The FDA and similar foreign governmental authorities such as the competent authorities of the EEA countries have the authority to require the recall of commercialized products in the event of material deficiencies or defects in design or manufacture or in the event that a product poses an unacceptable risk to health. Manufacturers may, under their own initiative, recall a product if any material deficiency in a device is found. Any future recalls of any of our products would divert managerial and financial resources and could have an adverse effect on our reputation, results of operations and financial condition, which could impair our ability to produce our products in a cost-effective and timely manner in order to meet our customers' demands. We may also be required to bear other costs or take other actions that may have a negative impact on our future sales and our ability to generate profits.

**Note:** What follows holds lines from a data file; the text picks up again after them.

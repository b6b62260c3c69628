use std::fmt::Debug;
use std::io::Write;

/// Host side of the memory-mapped console.
///
/// The machine forwards every byte written to the console machine register
/// here. Writes are fire-and-forget: no acknowledgment, no error path back
/// into the guest.
pub trait HostInterface: Debug {
    fn put_char(&mut self, byte: u8);
}

/// Console that writes straight to the host's stdout.
#[derive(Debug, Default)]
pub struct StdoutConsole;

impl HostInterface for StdoutConsole {
    fn put_char(&mut self, byte: u8) {
        print!("{}", byte as char);
        // A trap handler may emit a partial line before the guest idles.
        let _ = std::io::stdout().flush();
    }
}

/// Console that records output for inspection. Used by tests and anywhere
/// the guest's output needs to be asserted on.
#[derive(Debug, Default)]
pub struct BufferConsole {
    bytes: Vec<u8>,
}

impl BufferConsole {
    pub fn new() -> Self {
        Self::default()
    }

    pub fn bytes(&self) -> &[u8] {
        &self.bytes
    }

    pub fn text(&self) -> String {
        String::from_utf8_lossy(&self.bytes).into_owned()
    }
}

impl HostInterface for BufferConsole {
    fn put_char(&mut self, byte: u8) {
        self.bytes.push(byte);
    }
}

There have been social media and other publications regarding us published from time to time since we started selling the Senhance System. Negative media and social media coverage, whether true or not, concerning our products or us could reduce market acceptance of our products and increase volatility in our stock price.

Changes in economic conditions and supply chain constraints and steps taken by governments and central banks could lead to higher inflation than previously experienced or expected, which could, in turn, lead to an increase in costs. An inflationary environment could have a negative impact on our expenses, increase our labor costs and reduce our available cash flow.

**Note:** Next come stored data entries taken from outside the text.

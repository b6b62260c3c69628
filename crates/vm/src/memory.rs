//! Flat, byte-addressed machine memory.
//!
//! Accessors are checked and return `Option`: the CPU turns a miss into an
//! architectural data-load or instruction-load exception instead of
//! panicking, because a bad guest address is guest misbehavior, not a bug
//! in the machine model.

use isa::Size;

pub struct Memory {
    mem: Vec<u8>,
}

impl core::fmt::Debug for Memory {
    fn fmt(&self, f: &mut core::fmt::Formatter<'_>) -> core::fmt::Result {
        f.debug_struct("Memory").field("size", &self.mem.len()).finish()
    }
}

impl Memory {
    pub fn new(size: usize) -> Self {
        Self {
            mem: vec![0u8; size],
        }
    }

    pub fn size(&self) -> usize {
        self.mem.len()
    }

    /// Copies an image into memory at `addr`. Host-side loader interface;
    /// an image that does not fit is a configuration error.
    pub fn load_image(&mut self, addr: u64, image: &[u8]) -> Result<(), ImageTooLarge> {
        let start = addr as usize;
        let end = start.checked_add(image.len()).ok_or(ImageTooLarge)?;
        let dest = self.mem.get_mut(start..end).ok_or(ImageTooLarge)?;
        dest.copy_from_slice(image);
        Ok(())
    }

    pub fn slice(&self, addr: u64, len: u64) -> Option<&[u8]> {
        let start = usize::try_from(addr).ok()?;
        let end = start.checked_add(usize::try_from(len).ok()?)?;
        self.mem.get(start..end)
    }

    pub fn slice_mut(&mut self, addr: u64, len: u64) -> Option<&mut [u8]> {
        let start = usize::try_from(addr).ok()?;
        let end = start.checked_add(usize::try_from(len).ok()?)?;
        self.mem.get_mut(start..end)
    }

    /// Fetches one instruction word.
    pub fn load_word(&self, addr: u64) -> Option<u32> {
        let bytes = self.slice(addr, 4)?;
        Some(u32::from_le_bytes(bytes.try_into().unwrap()))
    }

    /// Sized little-endian load, zero-extended to 64 bits.
    pub fn load_sized(&self, addr: u64, size: Size) -> Option<u64> {
        let bytes = self.slice(addr, size.byte_size())?;
        let mut value = [0u8; 8];
        value[..bytes.len()].copy_from_slice(bytes);
        Some(u64::from_le_bytes(value))
    }

    /// Sized little-endian store of the low bytes of `value`.
    pub fn store_sized(&mut self, addr: u64, size: Size, value: u64) -> Option<()> {
        let len = size.byte_size() as usize;
        let bytes = self.slice_mut(addr, size.byte_size())?;
        bytes.copy_from_slice(&value.to_le_bytes()[..len]);
        Some(())
    }
}

#[derive(Debug, Copy, Clone, PartialEq, Eq)]
pub struct ImageTooLarge;

impl core::fmt::Display for ImageTooLarge {
    fn fmt(&self, f: &mut core::fmt::Formatter<'_>) -> core::fmt::Result {
        write!(f, "image does not fit in machine memory")
    }
}

impl std::error::Error for ImageTooLarge {}

#[cfg(test)]
mod tests {
    use super::*;

    #[test]
    fn sized_round_trip() {
        let mut memory = Memory::new(64);
        memory.store_sized(8, Size::Word, 0x1122_3344_5566_7788).unwrap();
        assert_eq!(memory.load_sized(8, Size::Word), Some(0x1122_3344_5566_7788));
        assert_eq!(memory.load_sized(8, Size::DoubleByte), Some(0x7788));
    }

    #[test]
    fn out_of_range_access_is_none() {
        let mut memory = Memory::new(16);
        assert_eq!(memory.load_sized(13, Size::QuadByte), None);
        assert_eq!(memory.store_sized(u64::MAX - 2, Size::Word, 0), None);
    }
}
//! Trap-dispatch framework: builds boot images whose exception plumbing
//! is wired before the application runs.
//!
//! The pieces compose in one direction. [`image::ImageBuilder`] lays out
//! the flat image and owns the two exception tables;
//! [`trampoline::append_trampoline`] wraps a handler routine in
//! save/call/restore/`eret`; [`boot::write_boot`] patches the reset-vector
//! words that install the tables and branch to the entry point. A typical
//! image is built as: allocate tables, append handlers and their
//! trampolines, install vectors, write boot.

pub mod boot;
pub mod image;
pub mod trampoline;

pub use boot::{write_boot, BootSpec, BOOT_WORDS};
pub use image::{BuildError, ImageBuilder};
pub use trampoline::{append_trampoline, TRAMPOLINE_WORDS};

We have an office and valued employees who live and work in Israel. The current conflict in Israel could have a material adverse impact on our business and operations. Our digital surgery software development efforts are centered in our Israeli subsidiary, and the conflict could cause unexpected delays in our development efforts. Some of our employees have been called to active military duty. In addition, a third-party manufacturer of our ISU located in Israel could be negatively impacted affecting our ability to meet our supply obligations, and export of such ISUs, and other supply management activities and materials due to transport restrictions. If the conflict is prolonged or significantly worsens, these factors could have a material adverse impact on our business operations and employees.

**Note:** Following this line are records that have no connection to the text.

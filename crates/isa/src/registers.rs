use bitflags::bitflags;

/// General-purpose registers.
///
/// The machine has 16 general-purpose 64-bit registers. The top three have
/// fixed roles in the calling convention; everything else is free for
/// ordinary code. Register fields in instruction words are 4 bits wide
/// (5 bits where a "null" register is allowed, see [`NULL_REGISTER`]).
#[derive(Debug, Copy, Clone, PartialEq, Eq)]
pub enum Register {
    R0 = 0,
    R1 = 1,
    R2 = 2,
    R3 = 3,
    R4 = 4,
    R5 = 5,
    R6 = 6,
    R7 = 7,
    R8 = 8,
    R9 = 9,
    R10 = 10,
    R11 = 11,
    R12 = 12,
    Sp = 13, // r13: stack pointer
    Fp = 14, // r14: frame pointer
    Lr = 15, // r15: link register
}

/// Encoding of "no register" in 5-bit nullable register fields.
///
/// Push-style instructions accept a null source (push a zero / discard a
/// pop) and encode it as 31 in the wide register field.
pub const NULL_REGISTER: u32 = 31;

impl Register {
    /// All registers in index order. Handy for iterating the register file.
    pub const ALL: [Register; 16] = [
        Register::R0,
        Register::R1,
        Register::R2,
        Register::R3,
        Register::R4,
        Register::R5,
        Register::R6,
        Register::R7,
        Register::R8,
        Register::R9,
        Register::R10,
        Register::R11,
        Register::R12,
        Register::Sp,
        Register::Fp,
        Register::Lr,
    ];

    pub const fn index(self) -> usize {
        self as usize
    }

    pub fn from_index(value: u32) -> Option<Register> {
        Register::ALL.get(value as usize).copied()
    }
}

/// Operand sizes carried in 2-bit `ss` instruction fields.
#[derive(Debug, Copy, Clone, PartialEq, Eq)]
pub enum Size {
    Byte = 0,
    DoubleByte = 1,
    QuadByte = 2,
    Word = 3,
}

impl Size {
    pub fn from_bits(bits: u32) -> Size {
        match bits & 0b11 {
            0 => Size::Byte,
            1 => Size::DoubleByte,
            2 => Size::QuadByte,
            _ => Size::Word,
        }
    }

    pub const fn byte_size(self) -> u64 {
        match self {
            Size::Byte => 1,
            Size::DoubleByte => 2,
            Size::QuadByte => 4,
            Size::Word => 8,
        }
    }

    pub const fn bit_size(self) -> u32 {
        self.byte_size() as u32 * 8
    }

    pub const fn mask(self) -> u64 {
        match self {
            Size::Word => u64::MAX,
            _ => (1u64 << self.bit_size()) - 1,
        }
    }

    pub const fn msb_index(self) -> u32 {
        self.bit_size() - 1
    }
}

/// Branch conditions. 4-bit fields may also carry "always" (encoded 15);
/// the 3-bit compare-and-jump field only fits the first eight.
#[derive(Debug, Copy, Clone, PartialEq, Eq)]
pub enum Condition {
    Carry = 0,
    NotCarry = 1,
    Zero = 2,
    NotZero = 3,
    Overflow = 4,
    NotOverflow = 5,
    Sign = 6,
    NotSign = 7,
}

/// Encoding of "no condition" (unconditional) in 4-bit condition fields.
pub const ALWAYS_CONDITION: u32 = 15;

impl Condition {
    pub fn from_bits(bits: u32) -> Option<Condition> {
        match bits {
            0 => Some(Condition::Carry),
            1 => Some(Condition::NotCarry),
            2 => Some(Condition::Zero),
            3 => Some(Condition::NotZero),
            4 => Some(Condition::Overflow),
            5 => Some(Condition::NotOverflow),
            6 => Some(Condition::Sign),
            7 => Some(Condition::NotSign),
            _ => None,
        }
    }
}

/// Execution modes. `Pl0` is the privileged level: machine-register access
/// and `eret` require it, and the hardware drops to it on every trap.
#[derive(Debug, Copy, Clone, PartialEq, Eq)]
pub enum PrivilegeLevel {
    Pl0 = 0,
    Pl1 = 1,
}

bitflags! {
    /// The CPU flags word. Only the low six bits are architecturally
    /// defined; writing anything outside [`Flags::all()`] to the `flags`
    /// machine register is an invalid-operation fault.
    #[derive(Debug, Copy, Clone, PartialEq, Eq, Default)]
    pub struct Flags: u64 {
        const CARRY = 1 << 0;
        const ZERO = 1 << 1;
        const OVERFLOW = 1 << 2;
        const SIGN = 1 << 3;
        const EXCEPTIONS_ENABLED = 1 << 4;
        const PL1 = 1 << 5;
    }
}

impl Flags {
    pub fn privilege_level(self) -> PrivilegeLevel {
        if self.contains(Flags::PL1) {
            PrivilegeLevel::Pl1
        } else {
            PrivilegeLevel::Pl0
        }
    }

    pub fn set_privilege_level(&mut self, level: PrivilegeLevel) {
        self.set(Flags::PL1, matches!(level, PrivilegeLevel::Pl1));
    }

    pub fn test(self, cond: Condition) -> bool {
        match cond {
            Condition::Carry => self.contains(Flags::CARRY),
            Condition::NotCarry => !self.contains(Flags::CARRY),
            Condition::Zero => self.contains(Flags::ZERO),
            Condition::NotZero => !self.contains(Flags::ZERO),
            Condition::Overflow => self.contains(Flags::OVERFLOW),
            Condition::NotOverflow => !self.contains(Flags::OVERFLOW),
            Condition::Sign => self.contains(Flags::SIGN),
            Condition::NotSign => !self.contains(Flags::SIGN),
        }
    }
}

/// Machine control registers, addressed by the 22-bit id field of the
/// `ldm`/`stm` instructions.
#[derive(Debug, Copy, Clone, PartialEq, Eq)]
pub enum MachineReg {
    Flags = 0,
    /// Exception link register: resumption address consumed by `eret`.
    Elr = 1,
    /// Exception-mode stack pointer: sp of the interrupted context.
    Esp = 2,
    /// Flags of the interrupted context, restored by `eret`.
    Eflags = 3,
    /// Cause of the most recent trap. Read-only, refreshed per trap.
    Einfo = 4,
    /// Faulting address for memory-access exceptions. Read-only.
    Eaddr = 5,
    /// Exception vector table base. Installed once at boot.
    Evtable = 6,
    /// Exception context table base. Installed once at boot; the hardware
    /// snapshots and validates the table on the write.
    Ectable = 7,
    /// Memory-mapped console: accepts one byte per write, fire-and-forget.
    /// Out-of-scope collaborator; the only machine register writable from
    /// either privilege level.
    Console = 0xc0de,
}

impl MachineReg {
    pub fn from_id(id: u32) -> Option<MachineReg> {
        match id {
            0 => Some(MachineReg::Flags),
            1 => Some(MachineReg::Elr),
            2 => Some(MachineReg::Esp),
            3 => Some(MachineReg::Eflags),
            4 => Some(MachineReg::Einfo),
            5 => Some(MachineReg::Eaddr),
            6 => Some(MachineReg::Evtable),
            7 => Some(MachineReg::Ectable),
            0xc0de => Some(MachineReg::Console),
            _ => None,
        }
    }

    pub const fn id(self) -> u32 {
        self as u32
    }

    /// Whether `level` may perform the given access. The exception machinery
    /// is pl0-only; `einfo`/`eaddr` are read-only; the console is
    /// write-only.
    pub fn allows(self, level: PrivilegeLevel, write: bool) -> bool {
        match self {
            MachineReg::Flags => !write || level == PrivilegeLevel::Pl0,
            MachineReg::Elr
            | MachineReg::Esp
            | MachineReg::Eflags
            | MachineReg::Evtable
            | MachineReg::Ectable => level == PrivilegeLevel::Pl0,
            MachineReg::Einfo | MachineReg::Eaddr => !write && level == PrivilegeLevel::Pl0,
            MachineReg::Console => write,
        }
    }
}

#[cfg(test)]
mod tests {
    use super::*;

    #[test]
    fn flag_word_validity() {
        assert_eq!(Flags::all().bits(), 0x3f);
        assert!(Flags::from_bits(0x40).is_none());
    }

    #[test]
    fn privilege_round_trip() {
        let mut flags = Flags::default();
        assert_eq!(flags.privilege_level(), PrivilegeLevel::Pl0);
        flags.set_privilege_level(PrivilegeLevel::Pl1);
        assert_eq!(flags.privilege_level(), PrivilegeLevel::Pl1);
    }

    #[test]
    fn exception_registers_are_pl0_only() {
        for mreg in [
            MachineReg::Elr,
            MachineReg::Esp,
            MachineReg::Eflags,
            MachineReg::Evtable,
            MachineReg::Ectable,
        ] {
            assert!(mreg.allows(PrivilegeLevel::Pl0, true));
            assert!(!mreg.allows(PrivilegeLevel::Pl1, false));
        }
        assert!(!MachineReg::Einfo.allows(PrivilegeLevel::Pl0, true));
        assert!(MachineReg::Console.allows(PrivilegeLevel::Pl1, true));
        assert!(!MachineReg::Console.allows(PrivilegeLevel::Pl0, false));
    }
}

We conduct operations in several different countries, including the United States and throughout Europe, and portions of our revenues, expenses, assets and liabilities are denominated in U.S. dollars, Euros, and other currencies. Since our consolidated financial statements are presented in U.S. dollars, we must translate revenues, income and expenses, as well as assets and liabilities, into U.S. dollars at exchange rates in effect during or at the end of each reporting period. We have not historically hedged our exposure to foreign currency fluctuations.  Accordingly, increases or decreases in the value of the U.S. dollar against the Euro and other currencies could materially affect our net operating revenues, operating income and the value of balance sheet items denominated in foreign currencies.